问题
My question comes from this thread.
Consider this code:
public class Test {
static Function<Integer, Integer> fibLambda = null;
public static void main (String[] args) {
fibLambda = n -> n <= 2 ? 1 : fibLambda.apply(n - 1) + fibLambda.apply(n - 2);
System.out.println(fibLambda.apply(6));
}
}
The output above is 8.
What I don't get is that how fibLamdba
is initialized? It seems that I totally miss how the method invocation is done because I though that this code would produce a NPE.
Hope my question is clear
回答1:
Your code is equivalent to
static Function<Integer, Integer> fibLambda = null;
public static void main(String[] args) {
fibLambda = n -> n <= 2 ? 1 : Example.fibLambda.apply(n - 1) + Example.fibLambda.apply(n - 2);
System.out.println(fibLambda.apply(6));
}
By the time the apply
is called fibLambda
is assigned a value.
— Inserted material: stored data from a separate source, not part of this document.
//! Result processors that turn command results into bus events.
//!
//! Provides:
//! - [`DefaultMonitorProcessor`] - Q-Symphony, ACM and multiroom state
//! - [`NetworkMonitorProcessor`] - network interface state
//! - [`CrashMonitorProcessor`] - newly appeared core dumps
//! - [`DeviceInfoProcessor`] - dynamic device information
//! - [`RebootProcessor`] - reboot requests and completion
//!
//! Failed results are logged and skipped; only successful outputs produce
//! events.

mod crash;
mod default_monitor;
mod device_info;
mod network;
mod reboot;

pub use crash::CrashMonitorProcessor;
pub use default_monitor::{DefaultMonitorProcessor, MonitorState};
pub use device_info::DeviceInfoProcessor;
pub use network::NetworkMonitorProcessor;
pub use reboot::RebootProcessor;

use crate::command::CommandMeta;
use crate::handler::ProcessorError;
use crate::output::CommandOutput;
use crate::result::CommandResult;

/// Successful output of `result`, or `None` after logging the failure.
fn successful_output<'a>(
    processor: &str,
    command: &dyn CommandMeta,
    result: &'a CommandResult<CommandOutput>,
) -> Option<&'a CommandOutput> {
    match result.data() {
        Some(output) => Some(output),
        None => {
            tracing::debug!(
                processor,
                command = command.name(),
                error = result.error().unwrap_or_default(),
                "Skipping failed result"
            );
            None
        }
    }
}

fn unexpected_output(command: &dyn CommandMeta) -> ProcessorError {
    ProcessorError::UnexpectedOutput {
        kind: command.kind(),
    }
}
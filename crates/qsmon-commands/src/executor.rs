//! Device adapter seam and the shell executor built on it.
//!
//! [`DeviceAdapter`] is the narrow interface to whatever transport reaches
//! the device (adb, a serial console, a test double). [`CommandExecutor`]
//! wraps an adapter and never fails: transport errors are logged and
//! reported as "no output".

use std::sync::Arc;

use async_trait::async_trait;
use tokio::task::JoinHandle;

/// Device adapter error types.
#[derive(Debug, thiserror::Error)]
pub enum AdapterError {
    #[error("Device not connected")]
    NotConnected,

    #[error("Failed to spawn transport: {0}")]
    Spawn(String),

    #[error("Shell command exited with status {code}: {stderr}")]
    Exit { code: i32, stderr: String },

    #[error("I/O error: {0}")]
    Io(#[from] std::io::Error),

    #[error("Other error: {0}")]
    Other(String),
}

/// Transport to a device shell.
#[async_trait]
pub trait DeviceAdapter: Send + Sync {
    /// Identifier used in logs, e.g. the device serial.
    fn name(&self) -> &str;

    fn is_connected(&self) -> bool;

    /// Run `command` in the device shell.
    ///
    /// `Ok(None)` means the command produced no output.
    async fn shell(&self, command: &str) -> Result<Option<String>, AdapterError>;
}

/// Shell execution over a [`DeviceAdapter`].
#[derive(Clone)]
pub struct CommandExecutor {
    adapter: Arc<dyn DeviceAdapter>,
}

impl CommandExecutor {
    pub fn new(adapter: Arc<dyn DeviceAdapter>) -> Self {
        Self { adapter }
    }

    pub fn adapter(&self) -> &Arc<dyn DeviceAdapter> {
        &self.adapter
    }

    pub fn device_name(&self) -> &str {
        self.adapter.name()
    }

    pub fn is_connected(&self) -> bool {
        self.adapter.is_connected()
    }

    /// Run `command`, surfacing transport errors.
    pub async fn try_execute(&self, command: &str) -> Result<Option<String>, AdapterError> {
        self.adapter.shell(command).await
    }

    /// Run `command`. Transport errors are logged and returned as `None`.
    pub async fn execute(&self, command: &str) -> Option<String> {
        match self.adapter.shell(command).await {
            Ok(output) => output,
            Err(e) => {
                tracing::warn!(
                    device = self.adapter.name(),
                    command,
                    error = %e,
                    "Shell execution failed"
                );
                None
            }
        }
    }

    /// Run `command` on a background task and hand the output to `callback`.
    pub fn execute_async<F>(&self, command: &str, callback: F) -> JoinHandle<()>
    where
        F: FnOnce(Option<String>) + Send + 'static,
    {
        let executor = self.clone();
        let command = command.to_string();
        tokio::spawn(async move {
            let output = executor.execute(&command).await;
            callback(output);
        })
    }
}

impl std::fmt::Debug for CommandExecutor {
    fn fmt(&self, f: &mut std::fmt::Formatter<'_>) -> std::fmt::Result {
        f.debug_struct("CommandExecutor")
            .field("device", &self.adapter.name())
            .finish()
    }
}

/// Split raw shell output into response lines.
///
/// Surrounding whitespace is trimmed first; empty output yields no lines.
pub fn split_lines(output: &str) -> Vec<String> {
    output.trim().lines().map(str::to_string).collect()
}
Basically, the lambda expression doesn't capture the value of fibLambda
, it just registers that the variable needs to be evaluated at the appropriate moment to produce a value.
Remember that a lambda expression doesn't execute the code appearing in its body. It's just a declaration, similar to how you declare an anonymous class instance.